During my research, I discovered the Macaw Recovery Network (MRN), an organization recognized for incredible conservation work that is making a significant impact. They are targeting a variety of threats to macaws and reintroducing them in areas where they have gone extinct. The Nicoya Peninsula, along the northwest coast of Guanacaste, is one of those areas where the scarlet macaw had gone extinct around the mid-1900s. Since 2011, MRN has been reintroducing these birds in the Punta Islita Wild Macaw Reserve, re-establishing a population that is now thriving and breeding in the wild. Visiting this reserve was something I simply had to do.
Through Airbnb, I found the opportunity to book the “Wild Macaws Up Close” experience with MRN. It was everything I was looking for: a real wild encounter, up close but not disrupting the wildlife in any sense. Every penny of my booking fee went straight back to help boost the macaw populations. I don’t think any tourist attraction could get better than this.
The experience was incredible! I learned an amazing amount about the macaws in Costa Rica, the problems they face in this country, and the current efforts to protect the future for these birds. For me, the highlight was the wild bird feeding. Although it is illegal to feed wildlife in Costa Rica, MRN has permits to do so. MRN’s feedings are an evidence-based method of soft releasing the birds back to the wild, to avoid newly-released macaws from starving to death while they learn about the availability of food in their new surroundings. This can sometimes take at least a year. During this point of the experience, you see the wild birds in their finest glory as they take flight from the trees and into the skies. From their vocalizations to the colors of their wings as the light catches them, each individual bird’s personality is visible during their interactions while at the feeding stations. Every moment was breathtaking and I was in complete awe to see these birds be truly wild. This feeding experience isn’t a tourism trick to provide a more exhilarating experience to make money. Everything that is happening at the project is for scientific reasons.

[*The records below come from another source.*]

//! # inkdigit
//!
//! A Rust library for recognizing hand-drawn Khmer digits (០–៩) with ONNX models.
//!
//! A caller feeds pointer events into a [`session::DrawSession`]; on stroke
//! release the session reads the drawn raster back, isolates the drawn region
//! (bounding-box crop plus nearest-neighbor resize to a fixed 28×28 grid), hands
//! the resulting tensor to a pre-trained classifier, and renders the probability
//! vector into a ten-row result table plus a headline "best guess" display.
//!
//! ## Modules
//!
//! * [`core`] - Error handling, tensor aliases, and the model capability trait
//! * [`canvas`] - The drawing surface and stroke capture state machine
//! * [`processors`] - The preprocessing pipeline (extract, crop, resize)
//! * [`predictor`] - The digit classifier wiring preprocessing to the model
//! * [`presenter`] - Rendering prediction vectors into a result display
//! * [`session`] - The drawing session tying all of the above together
//!
//! ## Quick Start
//!
//! ```rust,no_run
//! use inkdigit::prelude::*;
//! use std::path::Path;
//!
//! # fn main() -> Result<(), Box<dyn std::error::Error>> {
//! let classifier = DigitClassifierBuilder::new()
//!     .padding(15)
//!     .build(Path::new("model/khmer_digits.onnx"))?;
//!
//! let mut session = DrawSession::new(280, classifier, TableSink::new());
//! session.pointer_down(100.0, 60.0);
//! session.pointer_move(120.0, 180.0);
//! if let Some(prediction) = session.pointer_up()? {
//!     println!("{} ({}%)", prediction.label, prediction.confidence_percent());
//! }
//! # Ok(())
//! # }
//! ```

pub mod canvas;
pub mod core;
pub mod predictor;
pub mod presenter;
pub mod processors;
pub mod session;

/// Commonly used types, re-exported for convenience.
pub mod prelude {
    pub use crate::canvas::{CanvasSurface, StrokeState, StrokeStyle};
    pub use crate::core::{
        DigitModel, ModelState, OrtDigitModel, PredictError, Tensor2D, Tensor4D,
    };
    pub use crate::predictor::{
        khmer_digit_labels, DigitClassifier, DigitClassifierBuilder, DigitPrediction,
    };
    pub use crate::presenter::{ResultPresenter, ResultSink, TableSink};
    pub use crate::processors::{extract_intensity, CropConfig, InkBounds};
    pub use crate::session::DrawSession;
}

pub use crate::core::PredictError;

/// Initializes the tracing subscriber for logging.
///
/// Sets up the subscriber with an environment filter and formatting layer.
/// Typically called once at application start.
pub fn init_tracing() {
    use tracing_subscriber::{layer::SubscriberExt, util::SubscriberInitExt};

    tracing_subscriber::registry()
        .with(tracing_subscriber::EnvFilter::from_default_env())
        .with(tracing_subscriber::fmt::layer())
        .init();
}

It’s truly a once in a lifetime experience to witness these birds in the wild, and to visit a project that is really making a difference. MRN is making history with each successful reintroduction of these magnificent birds into their natural habitat. They are one of the only organizations in Costa Rica working on macaw population recovery in a scientific way. They have huge plans to make a global impact not just for macaws, but for parrots throughout the neotropics. I cannot think of another organization I’d rather support as a conservationist!